*** Data listing
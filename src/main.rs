//! assetcache: cache the assets of recorded web sessions
//!
//! Reads cache requests, fetches the referenced scripts, stylesheets and
//! nested resources, and stores them in object storage.

mod commands;

use anyhow::Result;
use assetcache::config::{Config, LogFormat, LoggingConfig, DEFAULT_CONFIG_FILE};
use clap::{Parser, Subcommand};
use std::path::{Path, PathBuf};
use tracing_subscriber::{EnvFilter, FmtSubscriber};

#[derive(Parser)]
#[command(name = "assetcache")]
#[command(about = "Cache the assets of recorded web sessions in object storage")]
#[command(version)]
struct Cli {
    /// Configuration file path
    #[arg(short, long, default_value = DEFAULT_CONFIG_FILE)]
    config: PathBuf,

    /// Verbosity level
    #[arg(short, long, action = clap::ArgAction::Count)]
    verbose: u8,

    #[command(subcommand)]
    command: Commands,
}

#[derive(Subcommand)]
enum Commands {
    /// Serve cache requests read from stdin, one JSON object per line
    Run,

    /// Cache a single asset and wait for it and its nested references
    Cache {
        /// Asset URL
        url: String,

        /// Owning session id
        #[arg(short, long, required_unless_present = "script")]
        session: Option<u64>,

        /// Cache as a session-independent script
        #[arg(long, conflicts_with = "session")]
        script: bool,
    },

    /// Write a default configuration file
    Init {
        /// Where to write the configuration
        #[arg(default_value = DEFAULT_CONFIG_FILE)]
        path: PathBuf,

        /// Overwrite an existing file
        #[arg(long)]
        force: bool,
    },
}

#[tokio::main]
async fn main() -> Result<()> {
    let cli = Cli::parse();

    if let Commands::Init { path, force } = &cli.command {
        init_logging(&LoggingConfig::default(), cli.verbose)?;
        return commands::init::init_config(path, *force);
    }

    let config = load_config(&cli.config)?;
    init_logging(&config.logging, cli.verbose)?;

    match cli.command {
        Commands::Run => commands::run::run(config).await,
        Commands::Cache { url, session, script } => {
            commands::cache::cache_once(config, url, session, script).await
        }
        Commands::Init { .. } => Ok(()),
    }
}

fn load_config(path: &Path) -> Result<Config> {
    if !path.exists() {
        anyhow::bail!(
            "Config file '{}' not found; create one with `assetcache init`",
            path.display()
        );
    }
    Config::load(path)
}

/// Install the global subscriber. `RUST_LOG` overrides the configured level.
fn init_logging(config: &LoggingConfig, verbose: u8) -> Result<()> {
    let level = config.level.with_verbosity(verbose);
    let filter =
        EnvFilter::try_from_default_env().unwrap_or_else(|_| EnvFilter::new(level.as_str()));

    match config.format {
        LogFormat::Text => {
            let subscriber = FmtSubscriber::builder()
                .with_env_filter(filter)
                .with_target(false)
                .with_writer(std::io::stderr)
                .finish();
            tracing::subscriber::set_global_default(subscriber)?;
        }
        LogFormat::Json => {
            let subscriber = FmtSubscriber::builder()
                .with_env_filter(filter)
                .json()
                .with_writer(std::io::stderr)
                .finish();
            tracing::subscriber::set_global_default(subscriber)?;
        }
    }
    Ok(())
}
pub mod cache;
pub mod init;
pub mod run;

use anyhow::{Context, Result};
use assetcache::cacher::{CacheError, Cacher, CacherConfig, CacherMetrics, FetchEngine};
use assetcache::config::Config;
use assetcache::storage;
use std::sync::Arc;
use tokio::sync::mpsc;

/// Cacher wired to the configured transport, storage and metrics
pub struct CacherHandle {
    pub cacher: Cacher,
    pub errors: mpsc::Receiver<CacheError>,
    pub metrics: Arc<CacherMetrics>,
}

pub async fn build_cacher(config: &Config) -> Result<CacherHandle> {
    let cacher_config = CacherConfig::from_settings(&config.cacher)?;
    let transport = FetchEngine::new(cacher_config.fetch.clone())
        .context("Failed to build HTTP client")?;
    let store = storage::from_config(&config.storage)
        .await
        .context("Failed to open object storage")?;
    let metrics = Arc::new(CacherMetrics::new());

    let (cacher, errors) = Cacher::start(cacher_config, Arc::new(transport), store, metrics.clone());

    Ok(CacherHandle {
        cacher,
        errors,
        metrics,
    })
}
//! Bounded worker pool
//!
//! An unbounded queue feeds a dispatcher task. The dispatcher takes one of
//! `workers` semaphore permits per task and spawns the task holding that
//! permit, so at most `workers` tasks run at once while the queue absorbs
//! bursts. Admission control is advisory: [`WorkerPool::can_add_task`] tells
//! callers whether the queue is short enough to take more work, but
//! [`WorkerPool::add_task`] never refuses a task for load reasons.

use async_trait::async_trait;
use futures::FutureExt;
use parking_lot::Mutex;
use std::any::Any;
use std::panic::AssertUnwindSafe;
use std::sync::atomic::{AtomicBool, AtomicUsize, Ordering};
use std::sync::Arc;
use tokio::sync::{broadcast, mpsc, Notify, Semaphore};
use tokio::task::JoinHandle;
use tracing::{debug, error, info, warn};

use super::task::Task;

/// Executes one task inside a worker slot
#[async_trait]
pub trait TaskHandler: Send + Sync + 'static {
    async fn handle(&self, task: Task);
}

/// State shared between the pool handle, the dispatcher and the workers
struct PoolState {
    max_queued: usize,
    /// Tasks sitting in the queue, not yet picked up by the dispatcher
    queued: AtomicUsize,
    /// Queued plus running tasks
    pending: AtomicUsize,
    idle: Notify,
    semaphore: Arc<Semaphore>,
}

impl PoolState {
    fn finish_one(&self) {
        if self.pending.fetch_sub(1, Ordering::SeqCst) == 1 {
            self.idle.notify_waiters();
        }
    }
}

/// Fixed-size pool of concurrent task executors
pub struct WorkerPool {
    workers: usize,
    state: Arc<PoolState>,
    queue_tx: mpsc::UnboundedSender<Task>,
    stopping: AtomicBool,
    shutdown_tx: broadcast::Sender<()>,
    dispatcher: Mutex<Option<JoinHandle<()>>>,
}

impl WorkerPool {
    /// Start a pool with `workers` concurrent slots.
    ///
    /// `max_queued` is the queue length above which [`can_add_task`]
    /// reports false.
    ///
    /// [`can_add_task`]: WorkerPool::can_add_task
    pub fn start(workers: usize, max_queued: usize, handler: Arc<dyn TaskHandler>) -> Self {
        let workers = workers.max(1);
        let (queue_tx, queue_rx) = mpsc::unbounded_channel();
        let (shutdown_tx, shutdown_rx) = broadcast::channel(1);

        let state = Arc::new(PoolState {
            max_queued,
            queued: AtomicUsize::new(0),
            pending: AtomicUsize::new(0),
            idle: Notify::new(),
            semaphore: Arc::new(Semaphore::new(workers)),
        });

        let dispatcher = tokio::spawn(dispatch(
            Arc::clone(&state),
            handler,
            queue_rx,
            shutdown_rx,
        ));

        info!("Worker pool started (workers={}, max_queued={})", workers, max_queued);

        Self {
            workers,
            state,
            queue_tx,
            stopping: AtomicBool::new(false),
            shutdown_tx,
            dispatcher: Mutex::new(Some(dispatcher)),
        }
    }

    /// Whether more work can be accepted without growing the queue past its
    /// threshold
    pub fn can_add_task(&self) -> bool {
        !self.is_stopping() && self.state.queued.load(Ordering::SeqCst) < self.state.max_queued
    }

    /// Enqueue a task. Never blocks.
    ///
    /// Returns false, discarding the task, once stopping has begun.
    pub fn add_task(&self, task: Task) -> bool {
        if self.is_stopping() {
            return false;
        }

        self.state.pending.fetch_add(1, Ordering::SeqCst);
        self.state.queued.fetch_add(1, Ordering::SeqCst);

        if let Err(mpsc::error::SendError(task)) = self.queue_tx.send(task) {
            self.state.queued.fetch_sub(1, Ordering::SeqCst);
            self.state.finish_one();
            debug!("Worker pool closed, dropping task for {}", task.request_url());
            return false;
        }
        true
    }

    /// Wait until no task is queued or running
    pub async fn wait_idle(&self) {
        loop {
            let notified = self.state.idle.notified();
            if self.state.pending.load(Ordering::SeqCst) == 0 {
                return;
            }
            notified.await;
        }
    }

    /// Stop accepting tasks, discard the queue and wait for running tasks.
    ///
    /// Safe to call more than once. Must not be awaited from inside a task
    /// handler, which would wait on its own slot.
    pub async fn stop(&self) {
        self.close();

        let dispatcher = self.dispatcher.lock().take();
        if let Some(handle) = dispatcher {
            if let Err(e) = handle.await {
                warn!("Worker pool dispatcher failed: {}", e);
            }
        }

        let all = u32::try_from(self.workers).unwrap_or(u32::MAX);
        if self.state.semaphore.acquire_many(all).await.is_err() {
            warn!("Worker pool semaphore closed during stop");
        }

        info!("Worker pool stopped");
    }

    /// Signal shutdown without waiting
    pub fn close(&self) {
        if !self.stopping.swap(true, Ordering::SeqCst) {
            let _ = self.shutdown_tx.send(());
        }
    }

    pub fn is_stopping(&self) -> bool {
        self.stopping.load(Ordering::SeqCst)
    }

    /// Tasks waiting in the queue
    pub fn queued_tasks(&self) -> usize {
        self.state.queued.load(Ordering::SeqCst)
    }

    /// Tasks currently running
    pub fn active_workers(&self) -> usize {
        self.workers
            .saturating_sub(self.state.semaphore.available_permits())
    }

    pub fn workers(&self) -> usize {
        self.workers
    }
}

impl Drop for WorkerPool {
    fn drop(&mut self) {
        self.close();
    }
}

async fn dispatch(
    state: Arc<PoolState>,
    handler: Arc<dyn TaskHandler>,
    mut queue_rx: mpsc::UnboundedReceiver<Task>,
    mut shutdown: broadcast::Receiver<()>,
) {
    loop {
        let task = tokio::select! {
            biased;
            _ = shutdown.recv() => break,
            task = queue_rx.recv() => match task {
                Some(task) => task,
                None => break,
            },
        };
        state.queued.fetch_sub(1, Ordering::SeqCst);

        let permit = tokio::select! {
            biased;
            _ = shutdown.recv() => {
                state.finish_one();
                break;
            }
            permit = Arc::clone(&state.semaphore).acquire_owned() => match permit {
                Ok(permit) => permit,
                Err(_) => {
                    state.finish_one();
                    break;
                }
            },
        };

        let handler = Arc::clone(&handler);
        let worker_state = Arc::clone(&state);
        tokio::spawn(async move {
            let url = task.request_url().to_string();

            if let Err(panic) = AssertUnwindSafe(handler.handle(task)).catch_unwind().await {
                error!("Worker panicked while caching {}: {}", url, panic_message(&*panic));
            }

            drop(permit);
            worker_state.finish_one();
        });
    }

    queue_rx.close();
    let mut discarded = 0usize;
    while let Ok(task) = queue_rx.try_recv() {
        debug!("Discarding queued task for {}", task.request_url());
        state.queued.fetch_sub(1, Ordering::SeqCst);
        state.finish_one();
        discarded += 1;
    }
    if discarded > 0 {
        info!("Worker pool discarded {} queued tasks", discarded);
    }
}

pub(crate) fn panic_message(panic: &(dyn Any + Send)) -> &str {
    if let Some(s) = panic.downcast_ref::<&'static str>() {
        s
    } else if let Some(s) = panic.downcast_ref::<String>() {
        s.as_str()
    } else {
        "unknown panic"
    }
}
******
▶ **Task to complete**: Using the material above, work out how many lines contain the string "discarded". Give the number only.

▶ **Task answer**: 4